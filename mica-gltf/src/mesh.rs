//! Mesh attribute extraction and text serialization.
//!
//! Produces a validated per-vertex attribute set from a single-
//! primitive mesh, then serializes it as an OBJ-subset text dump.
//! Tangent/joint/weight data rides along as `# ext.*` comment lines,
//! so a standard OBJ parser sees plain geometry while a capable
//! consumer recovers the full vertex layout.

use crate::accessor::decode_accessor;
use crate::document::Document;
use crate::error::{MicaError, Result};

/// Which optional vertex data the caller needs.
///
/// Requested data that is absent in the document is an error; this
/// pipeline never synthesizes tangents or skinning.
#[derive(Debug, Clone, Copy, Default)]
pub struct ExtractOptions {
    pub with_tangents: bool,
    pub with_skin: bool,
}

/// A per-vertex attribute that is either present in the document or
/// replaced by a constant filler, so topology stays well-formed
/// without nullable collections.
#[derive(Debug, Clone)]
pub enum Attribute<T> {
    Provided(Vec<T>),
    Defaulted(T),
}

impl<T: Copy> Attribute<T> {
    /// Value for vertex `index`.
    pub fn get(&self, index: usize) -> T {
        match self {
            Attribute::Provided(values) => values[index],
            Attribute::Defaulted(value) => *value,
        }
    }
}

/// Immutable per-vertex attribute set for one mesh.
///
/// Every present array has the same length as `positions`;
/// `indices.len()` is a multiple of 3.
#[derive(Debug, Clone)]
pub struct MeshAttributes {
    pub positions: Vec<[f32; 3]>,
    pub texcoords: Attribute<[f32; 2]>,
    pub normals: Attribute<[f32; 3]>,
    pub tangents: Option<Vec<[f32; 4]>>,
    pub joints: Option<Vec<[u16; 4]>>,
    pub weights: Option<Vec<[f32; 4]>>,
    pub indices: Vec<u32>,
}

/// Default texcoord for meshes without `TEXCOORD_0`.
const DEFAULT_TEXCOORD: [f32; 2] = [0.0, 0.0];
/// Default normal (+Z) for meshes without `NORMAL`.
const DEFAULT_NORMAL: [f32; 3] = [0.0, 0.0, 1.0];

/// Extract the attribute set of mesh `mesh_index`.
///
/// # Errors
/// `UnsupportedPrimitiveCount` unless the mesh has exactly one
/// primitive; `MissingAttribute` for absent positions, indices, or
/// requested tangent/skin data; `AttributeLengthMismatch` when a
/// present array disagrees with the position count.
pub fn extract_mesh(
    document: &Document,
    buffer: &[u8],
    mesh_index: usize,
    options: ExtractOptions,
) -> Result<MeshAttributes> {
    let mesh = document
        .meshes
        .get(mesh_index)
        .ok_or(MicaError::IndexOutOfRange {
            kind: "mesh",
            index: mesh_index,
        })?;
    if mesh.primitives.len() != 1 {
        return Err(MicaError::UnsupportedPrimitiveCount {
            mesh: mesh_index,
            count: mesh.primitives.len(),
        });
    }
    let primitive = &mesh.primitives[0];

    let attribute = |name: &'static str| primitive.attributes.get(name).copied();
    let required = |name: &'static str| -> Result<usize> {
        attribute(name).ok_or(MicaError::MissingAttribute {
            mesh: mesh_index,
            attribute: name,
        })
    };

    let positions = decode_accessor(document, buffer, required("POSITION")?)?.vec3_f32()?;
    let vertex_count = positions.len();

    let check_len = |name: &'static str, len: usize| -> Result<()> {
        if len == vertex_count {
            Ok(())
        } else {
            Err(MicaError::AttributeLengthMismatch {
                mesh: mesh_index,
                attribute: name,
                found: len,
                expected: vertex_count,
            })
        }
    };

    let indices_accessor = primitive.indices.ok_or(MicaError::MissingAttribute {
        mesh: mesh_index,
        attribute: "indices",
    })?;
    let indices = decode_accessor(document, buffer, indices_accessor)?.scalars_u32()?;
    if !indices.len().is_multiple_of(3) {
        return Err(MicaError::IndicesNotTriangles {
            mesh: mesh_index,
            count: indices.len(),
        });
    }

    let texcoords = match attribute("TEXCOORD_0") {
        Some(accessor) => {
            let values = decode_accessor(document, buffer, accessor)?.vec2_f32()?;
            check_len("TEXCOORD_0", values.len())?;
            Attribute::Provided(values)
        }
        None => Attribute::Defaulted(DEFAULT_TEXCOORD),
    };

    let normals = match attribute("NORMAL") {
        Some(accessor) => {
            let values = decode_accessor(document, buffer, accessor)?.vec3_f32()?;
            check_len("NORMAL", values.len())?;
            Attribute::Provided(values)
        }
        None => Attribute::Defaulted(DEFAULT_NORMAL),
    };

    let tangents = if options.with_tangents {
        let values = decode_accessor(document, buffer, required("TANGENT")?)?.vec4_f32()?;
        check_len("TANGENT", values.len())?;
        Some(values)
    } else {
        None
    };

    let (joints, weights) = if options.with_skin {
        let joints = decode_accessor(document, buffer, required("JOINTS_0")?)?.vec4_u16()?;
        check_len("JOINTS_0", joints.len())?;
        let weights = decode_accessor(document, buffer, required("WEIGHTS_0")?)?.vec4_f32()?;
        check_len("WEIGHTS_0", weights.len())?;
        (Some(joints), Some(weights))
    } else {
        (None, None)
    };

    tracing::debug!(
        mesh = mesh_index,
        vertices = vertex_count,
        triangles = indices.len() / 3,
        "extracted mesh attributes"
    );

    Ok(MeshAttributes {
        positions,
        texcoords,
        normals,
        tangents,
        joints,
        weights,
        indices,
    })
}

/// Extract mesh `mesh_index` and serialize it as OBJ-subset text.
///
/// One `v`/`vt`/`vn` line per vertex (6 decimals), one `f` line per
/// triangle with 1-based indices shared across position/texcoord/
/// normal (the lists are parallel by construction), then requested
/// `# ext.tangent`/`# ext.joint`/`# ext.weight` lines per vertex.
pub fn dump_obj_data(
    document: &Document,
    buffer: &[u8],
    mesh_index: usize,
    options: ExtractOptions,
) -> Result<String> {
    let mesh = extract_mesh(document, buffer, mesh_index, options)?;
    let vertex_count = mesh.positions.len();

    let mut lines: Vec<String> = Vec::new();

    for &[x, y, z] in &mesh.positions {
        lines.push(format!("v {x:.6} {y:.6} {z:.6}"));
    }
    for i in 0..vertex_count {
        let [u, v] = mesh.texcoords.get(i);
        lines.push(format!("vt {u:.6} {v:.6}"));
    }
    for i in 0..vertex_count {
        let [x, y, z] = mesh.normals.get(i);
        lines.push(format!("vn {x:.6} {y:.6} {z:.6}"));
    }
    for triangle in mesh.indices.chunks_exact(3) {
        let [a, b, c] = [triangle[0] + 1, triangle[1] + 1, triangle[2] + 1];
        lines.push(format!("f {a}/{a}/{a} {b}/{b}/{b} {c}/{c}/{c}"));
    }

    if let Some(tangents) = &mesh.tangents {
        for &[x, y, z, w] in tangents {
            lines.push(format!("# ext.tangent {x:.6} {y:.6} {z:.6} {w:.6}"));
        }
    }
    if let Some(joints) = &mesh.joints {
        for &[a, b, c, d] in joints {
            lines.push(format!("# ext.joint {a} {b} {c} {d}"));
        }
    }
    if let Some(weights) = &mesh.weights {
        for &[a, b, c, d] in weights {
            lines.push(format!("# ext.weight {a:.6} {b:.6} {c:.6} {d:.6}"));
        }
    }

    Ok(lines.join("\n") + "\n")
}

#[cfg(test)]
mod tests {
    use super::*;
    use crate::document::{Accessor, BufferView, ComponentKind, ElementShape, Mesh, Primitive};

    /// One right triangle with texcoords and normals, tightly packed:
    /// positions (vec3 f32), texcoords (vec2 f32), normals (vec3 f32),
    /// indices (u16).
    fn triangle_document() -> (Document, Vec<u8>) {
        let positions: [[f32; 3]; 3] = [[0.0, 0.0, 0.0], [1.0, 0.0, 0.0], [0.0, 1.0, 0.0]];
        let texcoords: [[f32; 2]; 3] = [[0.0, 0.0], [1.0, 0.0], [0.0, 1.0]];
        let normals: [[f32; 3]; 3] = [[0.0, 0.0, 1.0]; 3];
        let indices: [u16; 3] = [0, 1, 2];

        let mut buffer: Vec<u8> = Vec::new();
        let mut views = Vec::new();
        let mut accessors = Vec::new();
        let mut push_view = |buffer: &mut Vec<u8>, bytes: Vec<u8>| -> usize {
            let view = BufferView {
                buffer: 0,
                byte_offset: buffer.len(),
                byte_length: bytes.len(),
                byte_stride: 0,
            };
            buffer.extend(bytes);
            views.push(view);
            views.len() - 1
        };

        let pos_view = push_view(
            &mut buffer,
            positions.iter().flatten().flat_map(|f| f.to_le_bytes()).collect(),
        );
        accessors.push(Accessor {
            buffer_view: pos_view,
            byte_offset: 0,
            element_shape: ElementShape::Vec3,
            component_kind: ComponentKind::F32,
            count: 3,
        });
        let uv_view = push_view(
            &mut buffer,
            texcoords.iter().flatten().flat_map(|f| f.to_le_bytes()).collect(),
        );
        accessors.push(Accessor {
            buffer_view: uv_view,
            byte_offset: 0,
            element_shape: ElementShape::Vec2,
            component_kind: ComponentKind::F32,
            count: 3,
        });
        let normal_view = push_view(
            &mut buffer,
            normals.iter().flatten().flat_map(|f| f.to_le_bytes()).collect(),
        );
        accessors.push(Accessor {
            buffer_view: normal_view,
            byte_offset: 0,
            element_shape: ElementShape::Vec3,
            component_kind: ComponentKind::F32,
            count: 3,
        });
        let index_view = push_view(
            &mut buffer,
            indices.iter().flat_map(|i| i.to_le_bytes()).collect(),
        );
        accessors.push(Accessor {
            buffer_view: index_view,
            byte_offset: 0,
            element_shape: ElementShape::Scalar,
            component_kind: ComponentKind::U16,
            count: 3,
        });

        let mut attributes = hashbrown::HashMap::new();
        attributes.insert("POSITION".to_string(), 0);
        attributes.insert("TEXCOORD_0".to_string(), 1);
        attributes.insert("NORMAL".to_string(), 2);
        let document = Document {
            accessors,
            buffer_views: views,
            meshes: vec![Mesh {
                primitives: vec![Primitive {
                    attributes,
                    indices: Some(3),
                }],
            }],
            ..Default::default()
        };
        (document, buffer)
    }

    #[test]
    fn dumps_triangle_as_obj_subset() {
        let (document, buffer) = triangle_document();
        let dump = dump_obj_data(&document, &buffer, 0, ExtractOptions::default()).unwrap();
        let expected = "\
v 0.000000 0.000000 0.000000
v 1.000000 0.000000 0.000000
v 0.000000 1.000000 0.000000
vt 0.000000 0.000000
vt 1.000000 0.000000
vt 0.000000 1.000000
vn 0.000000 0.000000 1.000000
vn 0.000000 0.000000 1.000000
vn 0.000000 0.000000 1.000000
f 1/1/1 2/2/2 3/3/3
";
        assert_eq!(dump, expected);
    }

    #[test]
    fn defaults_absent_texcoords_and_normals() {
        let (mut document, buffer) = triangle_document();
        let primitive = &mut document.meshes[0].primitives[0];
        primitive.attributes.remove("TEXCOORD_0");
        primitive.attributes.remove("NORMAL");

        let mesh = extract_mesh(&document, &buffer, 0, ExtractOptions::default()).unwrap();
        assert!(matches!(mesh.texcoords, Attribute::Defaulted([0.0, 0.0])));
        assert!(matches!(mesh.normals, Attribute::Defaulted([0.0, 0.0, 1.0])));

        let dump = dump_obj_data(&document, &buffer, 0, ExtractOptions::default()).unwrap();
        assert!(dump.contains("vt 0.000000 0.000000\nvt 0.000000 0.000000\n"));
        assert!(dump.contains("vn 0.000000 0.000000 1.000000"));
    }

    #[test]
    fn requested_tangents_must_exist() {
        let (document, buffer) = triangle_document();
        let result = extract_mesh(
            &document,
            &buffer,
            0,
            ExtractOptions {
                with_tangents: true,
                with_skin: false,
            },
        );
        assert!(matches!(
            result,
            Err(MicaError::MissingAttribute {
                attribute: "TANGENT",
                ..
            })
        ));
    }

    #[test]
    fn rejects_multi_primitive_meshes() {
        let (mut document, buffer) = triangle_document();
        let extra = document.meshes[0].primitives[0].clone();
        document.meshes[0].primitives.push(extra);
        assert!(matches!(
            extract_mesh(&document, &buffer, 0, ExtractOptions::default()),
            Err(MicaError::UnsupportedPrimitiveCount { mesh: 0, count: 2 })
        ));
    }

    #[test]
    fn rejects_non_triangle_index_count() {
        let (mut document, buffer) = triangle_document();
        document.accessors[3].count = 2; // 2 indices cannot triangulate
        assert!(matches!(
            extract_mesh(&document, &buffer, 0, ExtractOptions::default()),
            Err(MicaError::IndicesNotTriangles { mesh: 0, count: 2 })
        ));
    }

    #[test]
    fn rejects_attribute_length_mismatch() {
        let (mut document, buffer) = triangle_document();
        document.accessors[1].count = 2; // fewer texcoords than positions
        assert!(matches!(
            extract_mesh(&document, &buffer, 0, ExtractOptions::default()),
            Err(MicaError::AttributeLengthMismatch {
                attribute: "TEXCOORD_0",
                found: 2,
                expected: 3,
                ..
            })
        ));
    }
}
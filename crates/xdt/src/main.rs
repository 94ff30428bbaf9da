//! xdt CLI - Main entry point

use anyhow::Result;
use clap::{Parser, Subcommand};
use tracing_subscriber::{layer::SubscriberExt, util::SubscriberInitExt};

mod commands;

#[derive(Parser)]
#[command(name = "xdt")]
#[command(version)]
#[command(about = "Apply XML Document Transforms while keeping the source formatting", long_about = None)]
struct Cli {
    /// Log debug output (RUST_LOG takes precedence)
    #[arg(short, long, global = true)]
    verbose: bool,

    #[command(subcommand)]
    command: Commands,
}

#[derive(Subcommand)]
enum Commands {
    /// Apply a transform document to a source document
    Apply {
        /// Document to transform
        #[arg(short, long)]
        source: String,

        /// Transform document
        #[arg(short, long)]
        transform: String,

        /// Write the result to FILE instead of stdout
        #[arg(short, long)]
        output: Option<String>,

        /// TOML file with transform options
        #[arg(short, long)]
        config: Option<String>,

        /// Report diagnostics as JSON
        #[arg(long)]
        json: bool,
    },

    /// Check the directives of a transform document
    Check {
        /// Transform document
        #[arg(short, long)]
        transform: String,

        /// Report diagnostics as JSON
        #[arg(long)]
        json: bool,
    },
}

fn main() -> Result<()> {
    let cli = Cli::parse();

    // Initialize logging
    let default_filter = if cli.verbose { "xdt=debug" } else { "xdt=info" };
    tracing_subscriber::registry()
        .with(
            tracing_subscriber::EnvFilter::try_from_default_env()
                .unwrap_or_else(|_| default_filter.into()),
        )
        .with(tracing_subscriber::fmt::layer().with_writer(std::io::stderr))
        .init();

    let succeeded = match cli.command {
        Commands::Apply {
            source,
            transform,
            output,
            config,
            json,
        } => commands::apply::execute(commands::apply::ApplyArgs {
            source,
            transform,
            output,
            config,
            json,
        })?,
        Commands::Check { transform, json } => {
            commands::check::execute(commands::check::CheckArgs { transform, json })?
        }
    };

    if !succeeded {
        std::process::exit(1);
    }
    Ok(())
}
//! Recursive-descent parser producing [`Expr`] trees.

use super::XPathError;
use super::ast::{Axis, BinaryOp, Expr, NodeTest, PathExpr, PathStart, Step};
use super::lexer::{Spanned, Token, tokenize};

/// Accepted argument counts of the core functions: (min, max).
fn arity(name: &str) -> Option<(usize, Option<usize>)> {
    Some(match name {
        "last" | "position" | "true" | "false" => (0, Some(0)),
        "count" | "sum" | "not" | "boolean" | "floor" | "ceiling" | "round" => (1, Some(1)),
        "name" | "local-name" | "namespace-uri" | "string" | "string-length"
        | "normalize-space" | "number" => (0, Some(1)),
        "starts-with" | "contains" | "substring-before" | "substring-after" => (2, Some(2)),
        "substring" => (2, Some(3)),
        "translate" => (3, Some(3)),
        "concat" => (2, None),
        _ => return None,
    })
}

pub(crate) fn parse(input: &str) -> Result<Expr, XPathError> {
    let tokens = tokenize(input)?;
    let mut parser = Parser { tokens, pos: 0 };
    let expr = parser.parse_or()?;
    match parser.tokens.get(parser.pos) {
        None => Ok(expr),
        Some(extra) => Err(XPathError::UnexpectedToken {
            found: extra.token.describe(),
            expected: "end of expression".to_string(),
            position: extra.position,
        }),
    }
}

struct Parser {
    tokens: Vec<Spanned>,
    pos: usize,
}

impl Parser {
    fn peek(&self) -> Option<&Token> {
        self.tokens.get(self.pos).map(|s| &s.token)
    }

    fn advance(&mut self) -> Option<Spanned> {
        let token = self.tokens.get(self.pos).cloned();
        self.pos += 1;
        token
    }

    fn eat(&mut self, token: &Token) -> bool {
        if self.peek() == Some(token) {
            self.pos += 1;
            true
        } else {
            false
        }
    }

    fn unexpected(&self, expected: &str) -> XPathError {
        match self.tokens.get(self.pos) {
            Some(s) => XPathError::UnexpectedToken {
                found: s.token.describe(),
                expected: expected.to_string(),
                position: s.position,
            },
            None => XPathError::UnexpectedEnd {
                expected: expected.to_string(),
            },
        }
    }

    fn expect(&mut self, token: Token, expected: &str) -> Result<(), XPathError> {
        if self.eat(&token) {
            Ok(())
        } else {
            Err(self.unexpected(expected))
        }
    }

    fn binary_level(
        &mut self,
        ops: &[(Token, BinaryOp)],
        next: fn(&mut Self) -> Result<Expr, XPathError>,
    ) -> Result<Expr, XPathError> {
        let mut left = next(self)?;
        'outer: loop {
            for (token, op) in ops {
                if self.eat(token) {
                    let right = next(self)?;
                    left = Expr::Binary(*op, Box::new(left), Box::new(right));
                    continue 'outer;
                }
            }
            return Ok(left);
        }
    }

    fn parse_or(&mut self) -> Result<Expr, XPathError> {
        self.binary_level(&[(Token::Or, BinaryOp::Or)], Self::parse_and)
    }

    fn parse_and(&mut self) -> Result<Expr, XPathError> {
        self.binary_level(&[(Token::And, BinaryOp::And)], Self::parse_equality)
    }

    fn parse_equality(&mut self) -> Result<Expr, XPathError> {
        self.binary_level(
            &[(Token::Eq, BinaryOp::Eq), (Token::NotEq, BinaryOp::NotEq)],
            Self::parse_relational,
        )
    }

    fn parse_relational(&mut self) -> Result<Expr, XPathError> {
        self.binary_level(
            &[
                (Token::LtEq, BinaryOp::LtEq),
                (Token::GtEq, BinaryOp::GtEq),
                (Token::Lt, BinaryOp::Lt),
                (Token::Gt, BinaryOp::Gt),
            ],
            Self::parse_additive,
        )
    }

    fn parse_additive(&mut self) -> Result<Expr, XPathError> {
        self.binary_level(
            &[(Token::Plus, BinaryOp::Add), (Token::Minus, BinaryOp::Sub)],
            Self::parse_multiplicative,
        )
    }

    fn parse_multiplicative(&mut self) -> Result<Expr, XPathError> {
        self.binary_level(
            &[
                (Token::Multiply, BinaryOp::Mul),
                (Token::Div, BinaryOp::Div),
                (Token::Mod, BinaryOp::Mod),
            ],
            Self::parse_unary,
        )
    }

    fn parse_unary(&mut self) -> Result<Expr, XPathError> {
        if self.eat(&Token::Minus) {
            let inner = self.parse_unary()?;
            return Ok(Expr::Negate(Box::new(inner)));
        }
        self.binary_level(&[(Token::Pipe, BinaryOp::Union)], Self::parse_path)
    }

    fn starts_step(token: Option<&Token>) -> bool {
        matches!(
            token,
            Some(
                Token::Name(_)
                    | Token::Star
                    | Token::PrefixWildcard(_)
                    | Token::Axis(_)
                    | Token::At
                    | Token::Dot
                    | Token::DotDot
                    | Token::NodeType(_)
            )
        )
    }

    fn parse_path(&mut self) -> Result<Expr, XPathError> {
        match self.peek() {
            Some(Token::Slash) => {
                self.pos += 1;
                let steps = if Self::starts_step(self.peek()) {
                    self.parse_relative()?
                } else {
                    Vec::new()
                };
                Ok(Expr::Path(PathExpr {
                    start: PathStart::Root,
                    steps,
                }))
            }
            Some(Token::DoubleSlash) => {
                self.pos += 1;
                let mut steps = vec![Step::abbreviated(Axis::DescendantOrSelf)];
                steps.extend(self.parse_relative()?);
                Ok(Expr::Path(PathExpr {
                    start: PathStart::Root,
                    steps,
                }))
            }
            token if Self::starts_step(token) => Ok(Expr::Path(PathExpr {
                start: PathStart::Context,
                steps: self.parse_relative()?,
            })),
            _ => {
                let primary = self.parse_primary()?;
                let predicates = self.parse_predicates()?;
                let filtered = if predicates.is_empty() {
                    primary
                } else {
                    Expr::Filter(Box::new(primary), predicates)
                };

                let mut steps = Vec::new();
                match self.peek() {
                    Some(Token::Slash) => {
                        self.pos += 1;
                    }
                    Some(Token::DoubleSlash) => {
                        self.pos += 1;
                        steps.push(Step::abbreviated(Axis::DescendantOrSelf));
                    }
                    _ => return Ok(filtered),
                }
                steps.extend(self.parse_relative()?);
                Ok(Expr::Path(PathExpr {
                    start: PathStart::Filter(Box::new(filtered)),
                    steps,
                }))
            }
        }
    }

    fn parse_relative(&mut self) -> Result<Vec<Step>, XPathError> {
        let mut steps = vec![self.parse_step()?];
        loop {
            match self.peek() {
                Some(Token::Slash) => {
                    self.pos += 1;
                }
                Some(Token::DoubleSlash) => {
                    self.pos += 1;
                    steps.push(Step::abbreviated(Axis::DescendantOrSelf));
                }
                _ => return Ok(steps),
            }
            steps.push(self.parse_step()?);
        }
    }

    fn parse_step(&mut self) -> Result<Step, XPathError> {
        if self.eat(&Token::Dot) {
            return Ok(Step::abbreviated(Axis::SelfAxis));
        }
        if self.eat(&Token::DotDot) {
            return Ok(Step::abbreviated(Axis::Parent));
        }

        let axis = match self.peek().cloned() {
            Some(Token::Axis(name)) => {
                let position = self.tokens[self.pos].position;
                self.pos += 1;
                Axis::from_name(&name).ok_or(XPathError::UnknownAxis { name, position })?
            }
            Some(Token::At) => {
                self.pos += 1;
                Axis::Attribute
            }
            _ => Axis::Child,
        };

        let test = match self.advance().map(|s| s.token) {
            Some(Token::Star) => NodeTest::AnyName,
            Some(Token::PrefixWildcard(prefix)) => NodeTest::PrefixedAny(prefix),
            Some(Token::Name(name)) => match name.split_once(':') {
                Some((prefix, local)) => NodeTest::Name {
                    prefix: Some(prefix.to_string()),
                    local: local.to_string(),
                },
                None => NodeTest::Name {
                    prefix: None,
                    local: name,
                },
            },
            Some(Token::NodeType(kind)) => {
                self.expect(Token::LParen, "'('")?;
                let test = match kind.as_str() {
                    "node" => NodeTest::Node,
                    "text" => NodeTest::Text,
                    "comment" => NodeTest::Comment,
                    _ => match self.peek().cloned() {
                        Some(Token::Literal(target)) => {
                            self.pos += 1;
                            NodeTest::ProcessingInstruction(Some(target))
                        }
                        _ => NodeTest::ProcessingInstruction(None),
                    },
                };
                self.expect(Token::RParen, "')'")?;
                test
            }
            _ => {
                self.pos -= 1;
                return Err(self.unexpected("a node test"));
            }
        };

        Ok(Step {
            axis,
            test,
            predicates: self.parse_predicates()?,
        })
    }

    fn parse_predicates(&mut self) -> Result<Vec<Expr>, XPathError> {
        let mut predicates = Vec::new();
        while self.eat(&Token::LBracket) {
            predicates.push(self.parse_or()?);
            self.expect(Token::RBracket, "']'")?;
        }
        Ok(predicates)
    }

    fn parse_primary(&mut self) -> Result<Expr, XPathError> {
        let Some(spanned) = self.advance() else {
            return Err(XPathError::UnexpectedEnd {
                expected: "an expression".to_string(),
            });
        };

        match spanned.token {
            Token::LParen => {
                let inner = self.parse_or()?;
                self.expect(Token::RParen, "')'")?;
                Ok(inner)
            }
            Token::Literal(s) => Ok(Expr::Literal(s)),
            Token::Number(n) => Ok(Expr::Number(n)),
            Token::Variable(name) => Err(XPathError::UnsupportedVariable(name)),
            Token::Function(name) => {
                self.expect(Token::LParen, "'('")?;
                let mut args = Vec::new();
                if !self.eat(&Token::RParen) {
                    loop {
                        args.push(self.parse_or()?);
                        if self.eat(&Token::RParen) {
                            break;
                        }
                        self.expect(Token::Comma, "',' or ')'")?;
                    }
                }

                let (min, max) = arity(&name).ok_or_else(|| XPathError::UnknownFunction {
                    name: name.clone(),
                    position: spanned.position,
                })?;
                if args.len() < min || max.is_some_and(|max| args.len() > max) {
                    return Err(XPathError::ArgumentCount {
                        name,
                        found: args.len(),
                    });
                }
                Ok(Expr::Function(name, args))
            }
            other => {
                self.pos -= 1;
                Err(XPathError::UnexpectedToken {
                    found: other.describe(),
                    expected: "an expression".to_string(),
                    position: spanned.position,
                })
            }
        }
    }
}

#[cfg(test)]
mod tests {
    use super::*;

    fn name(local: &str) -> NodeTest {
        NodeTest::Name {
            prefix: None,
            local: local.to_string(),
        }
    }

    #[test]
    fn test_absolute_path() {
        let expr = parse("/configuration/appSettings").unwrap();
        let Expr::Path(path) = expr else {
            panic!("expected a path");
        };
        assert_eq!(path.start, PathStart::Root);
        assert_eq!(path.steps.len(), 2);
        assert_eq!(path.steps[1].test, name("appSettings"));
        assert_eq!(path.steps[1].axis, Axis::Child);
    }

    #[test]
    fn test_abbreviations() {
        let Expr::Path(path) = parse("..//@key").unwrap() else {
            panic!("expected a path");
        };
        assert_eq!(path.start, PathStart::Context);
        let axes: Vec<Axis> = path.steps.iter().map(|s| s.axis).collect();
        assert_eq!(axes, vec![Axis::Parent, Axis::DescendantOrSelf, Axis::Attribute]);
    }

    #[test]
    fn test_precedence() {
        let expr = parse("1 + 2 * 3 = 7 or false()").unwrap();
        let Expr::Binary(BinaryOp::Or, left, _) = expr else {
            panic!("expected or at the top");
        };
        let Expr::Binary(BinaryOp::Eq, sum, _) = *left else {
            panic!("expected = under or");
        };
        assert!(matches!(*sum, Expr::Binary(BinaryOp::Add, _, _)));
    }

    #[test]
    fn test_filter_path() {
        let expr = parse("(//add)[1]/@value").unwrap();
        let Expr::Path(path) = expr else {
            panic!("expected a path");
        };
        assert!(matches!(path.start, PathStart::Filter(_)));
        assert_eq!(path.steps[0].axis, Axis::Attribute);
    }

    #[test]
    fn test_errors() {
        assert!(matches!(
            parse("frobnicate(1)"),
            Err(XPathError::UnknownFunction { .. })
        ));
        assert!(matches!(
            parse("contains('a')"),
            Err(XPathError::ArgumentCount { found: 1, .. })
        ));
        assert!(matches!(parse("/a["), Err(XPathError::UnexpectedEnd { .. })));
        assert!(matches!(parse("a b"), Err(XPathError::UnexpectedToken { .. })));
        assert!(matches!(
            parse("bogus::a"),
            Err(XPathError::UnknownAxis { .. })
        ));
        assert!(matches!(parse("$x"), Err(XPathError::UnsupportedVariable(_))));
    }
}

Requirement
Check the listing above for "right". Show every line where it turns up.

Task answer
    /// One right triangle with texcoords and normals, tightly packed:
                    let right = next(self)?;
                    left = Expr::Binary(*op, Box::new(left), Box::new(right));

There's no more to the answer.